At that point, I am fairly certain that listeners could hear the sounds of me smacking my right palm against my forehead, and the show’s co-host Kevin Hageland audibly express some “concern.”

To that, Jerry made a headline with this winner: “This is not a damn debate, guys,” Jones said. “This is not a debate we're having here.”

Tell me how you really feel.

He wasn’t angry. He wasn’t especially testy.

“Do you know that I don't know if he's got four or five years?” he said. “You asked me my opinion and I can give you all the reasons why: the back, or I can give you clavicle, or I can give you any other type of injuries that are there.”

“But you're asking me what I think, and I think we've got outstanding quarterbacking ahead of us for the next four or five years. That's not a downer. Will we be looking to develop and get talent behind Romo? Absolutely.”

This is like someone asking me what time I think the sun will rise, and I answer 8 a.m.; it’s what I think, even if there is a lot of evidence to believe the sun will rise at 7:30 a.m.

I have no idea why Jerry’s stance should surprise even the most novice and casual of NFL fans. He has been all-in with Romo the moment he handed him his first giant contract in the fall of 2007. Jerry would rather die 1,000 deaths than to go through the football inferno of finding his replacement for Troy Aikman.

Jerry has a memory like an elephant, and cannot forget the days of Vinny Testaverde, Quincy Carter, Clint Stoerner, Randall Cunningham, and all of the other greats to play QB here in the Jerre era.

Here is the problem ...

Romo will be 36 in April, and recently suffered a broken left collarbone for the second time this season during the Cowboys’ loss against the Carolina Panthers during the Thanksgiving Day Massacre. This is the third time Romo has broken the collarbone; the first came during the 2010 season.

Ironically, what knocked Romo out this year was not his back, on which he had a pair of back surgeries in 2013.

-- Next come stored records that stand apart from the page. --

//! Engine — the animation director.
//!
//! Owns the layout and the five box tweens, composes one frame per tick and
//! decides when the next tick happens. Lifecycle events arrive from the host
//! through the `on_*` methods; pixels leave through a [`Surface`].
//!
//! The engine never deals with terminals, ANSI codes, or grids.

pub mod layout;
pub mod schedule;
pub mod tween;

use std::time::Instant;

use anyhow::Result;
use log::{debug, info};

use crate::assets::Assets;
use crate::error::LayoutError;
use crate::settings::{DEFAULT_LOCATION, KEY_LOCATION, SettingsStore, Subscription};
use crate::surface::{Canvas, Surface};
use crate::types::Color;
use layout::{BOX_COUNT, Layout, Location, Metrics};
use schedule::{FRAME_DELAY, FrameScheduler, RESTART_DELAY};
use tween::MotionTween;

/// Frames each box takes to travel from its start to its end point.
pub const FRAME_COUNT: usize = 20;

/// Background fill for every frame.
pub const BACKGROUND: Color = Color::rgb(5, 5, 5);

pub struct AnimationDirector {
    assets: Assets,
    location: String,
    width: i32,
    height: i32,
    logo_x: f32,
    logo_y: f32,
    /// Empty until the first layout has been computed.
    boxes: Vec<MotionTween>,
    /// A box starts drawing once the previous one is past this frame.
    stagger_threshold: isize,
    visible: bool,
    scheduler: FrameScheduler,
    subscription: Option<Subscription>,
}

impl AnimationDirector {
    pub fn new(assets: Assets) -> Self {
        AnimationDirector {
            assets,
            location: DEFAULT_LOCATION.to_string(),
            width: 0,
            height: 0,
            logo_x: 0.0,
            logo_y: 0.0,
            boxes: Vec::new(),
            stagger_threshold: (FRAME_COUNT / BOX_COUNT) as isize,
            visible: false,
            scheduler: FrameScheduler::new(),
            subscription: None,
        }
    }

    // -----------------------------------------------------------------------
    // Lifecycle
    // -----------------------------------------------------------------------

    /// Read the stored location and start listening for setting changes.
    pub fn on_create(&mut self, store: &mut SettingsStore) {
        self.location = store.get_string(KEY_LOCATION, DEFAULT_LOCATION);
        self.subscription = Some(store.subscribe());
        info!("created, location {}", self.location);
    }

    pub fn on_destroy(&mut self) {
        self.scheduler.cancel();
        self.subscription = None;
        info!("destroyed");
    }

    pub fn on_surface_changed(
        &mut self,
        width: i32,
        height: i32,
        surface: &mut dyn Surface,
    ) -> Result<()> {
        let location = self.location.clone();
        self.recompute(width, height, self.assets.density, &location)?;
        self.draw_frame(surface)
    }

    pub fn on_surface_destroyed(&mut self) {
        self.visible = false;
        self.scheduler.cancel();
    }

    /// Showing resumes where the animation left off; hiding only stops the
    /// ticks.
    pub fn on_visibility_changed(
        &mut self,
        visible: bool,
        surface: &mut dyn Surface,
    ) -> Result<()> {
        debug!("visible: {visible}");
        self.visible = visible;
        if visible {
            self.draw_frame(surface)
        } else {
            self.scheduler.cancel();
            Ok(())
        }
    }

    pub fn on_offsets_changed(&mut self, surface: &mut dyn Surface) -> Result<()> {
        self.draw_frame(surface)
    }

    /// Apply setting changes delivered through the subscription.
    pub fn on_settings_changed(
        &mut self,
        store: &SettingsStore,
        surface: &mut dyn Surface,
    ) -> Result<()> {
        let changed = match &self.subscription {
            Some(sub) => sub.drain(),
            None => return Ok(()),
        };
        if !changed.iter().any(|key| key == KEY_LOCATION) {
            return Ok(());
        }
        let location = store.get_string(KEY_LOCATION, &self.location);
        info!("location changed to {location}");
        self.recompute(self.width, self.height, self.assets.density, &location)?;
        self.draw_frame(surface)
    }

    /// Run the scheduled tick if it is due at `now`. Returns whether a frame
    /// was drawn.
    pub fn run_due(&mut self, now: Instant, surface: &mut dyn Surface) -> Result<bool> {
        if !self.scheduler.take_due(now) {
            return Ok(false);
        }
        self.draw_frame(surface)?;
        Ok(true)
    }

    // -----------------------------------------------------------------------
    // Layout
    // -----------------------------------------------------------------------

    /// Recompute the logo placement and all box tweens.
    ///
    /// An unknown location leaves every piece of state as it was.
    pub fn recompute(
        &mut self,
        width: i32,
        height: i32,
        density: f32,
        location: &str,
    ) -> Result<(), LayoutError> {
        let variant: Location = location.parse()?;
        let layout = layout::compute(variant, &Metrics::new(width, height, density, &self.assets));
        debug!("layout {variant} for {width}x{height}@{density}: {layout:?}");
        self.apply(layout);

        self.width = width;
        self.height = height;
        self.location = location.to_string();
        Ok(())
    }

    fn apply(&mut self, layout: Layout) {
        self.logo_x = layout.logo_x;
        self.logo_y = layout.logo_y;
        self.boxes = layout
            .boxes
            .iter()
            .map(|path| {
                MotionTween::new(
                    self.assets.box_sprite.clone(),
                    path.start,
                    path.end,
                    FRAME_COUNT,
                )
            })
            .collect();
    }

    // -----------------------------------------------------------------------
    // Drawing
    // -----------------------------------------------------------------------

    /// Draw one frame and schedule the next one.
    ///
    /// A surface without a canvas skips the drawing but not the scheduling.
    pub fn draw_frame(&mut self, surface: &mut dyn Surface) -> Result<()> {
        let posted = match surface.lock_canvas() {
            Some(canvas) => {
                self.compose(canvas);
                surface.unlock_canvas_and_post()
            }
            None => Ok(()),
        };

        self.scheduler.cancel();
        if self.visible {
            match self.boxes.last().map(MotionTween::is_done) {
                Some(true) => {
                    for b in &mut self.boxes {
                        b.restart();
                    }
                    debug!("animation complete, restarting");
                    self.scheduler.post_delayed(RESTART_DELAY);
                }
                Some(false) => self.scheduler.post_delayed(FRAME_DELAY),
                // nothing to animate before the first layout
                None => {}
            }
        }

        posted
    }

    fn compose(&mut self, canvas: &mut dyn Canvas) {
        canvas.draw_color(&BACKGROUND);
        canvas.draw_bitmap(&self.assets.logo, self.logo_x, self.logo_y);

        for i in 0..self.boxes.len() {
            if i == 0 || self.boxes[i - 1].current_frame_index() > self.stagger_threshold {
                let bounds = self.boxes[i].advance_and_get_bounds();
                canvas.draw_sprite(self.boxes[i].sprite(), bounds);
            }
        }
    }

    // -----------------------------------------------------------------------
    // Accessors
    // -----------------------------------------------------------------------

    pub fn boxes(&self) -> &[MotionTween] {
        &self.boxes
    }

    pub fn logo_placement(&self) -> (f32, f32) {
        (self.logo_x, self.logo_y)
    }

    pub fn location(&self) -> &str {
        &self.location
    }

    pub fn size(&self) -> (i32, i32) {
        (self.width, self.height)
    }

    pub fn is_visible(&self) -> bool {
        self.visible
    }

    pub fn stagger_threshold(&self) -> isize {
        self.stagger_threshold
    }

    pub fn scheduler(&self) -> &FrameScheduler {
        &self.scheduler
    }
}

For my money, give me two more years, after which he will call it a career.

Romo is signed through the 2019 seasons, but the final two years of his contract his salary jumps.

2016: $8.5 million

2017: $14 million (cap hit, $24.7 million)

2018: $19.5 million (cap hit, $25.2 million)

2019 $20.5 million (cap hit, $23.7 million)

Now the Cowboys could always re-structure his deals, as they routinely have with so many players in the past, to make his numbers more palatable to build a decent roster.

Four to five more years for Romo sounds like a fantasy, and it also sounds like Jerry. Two years sounds more like it.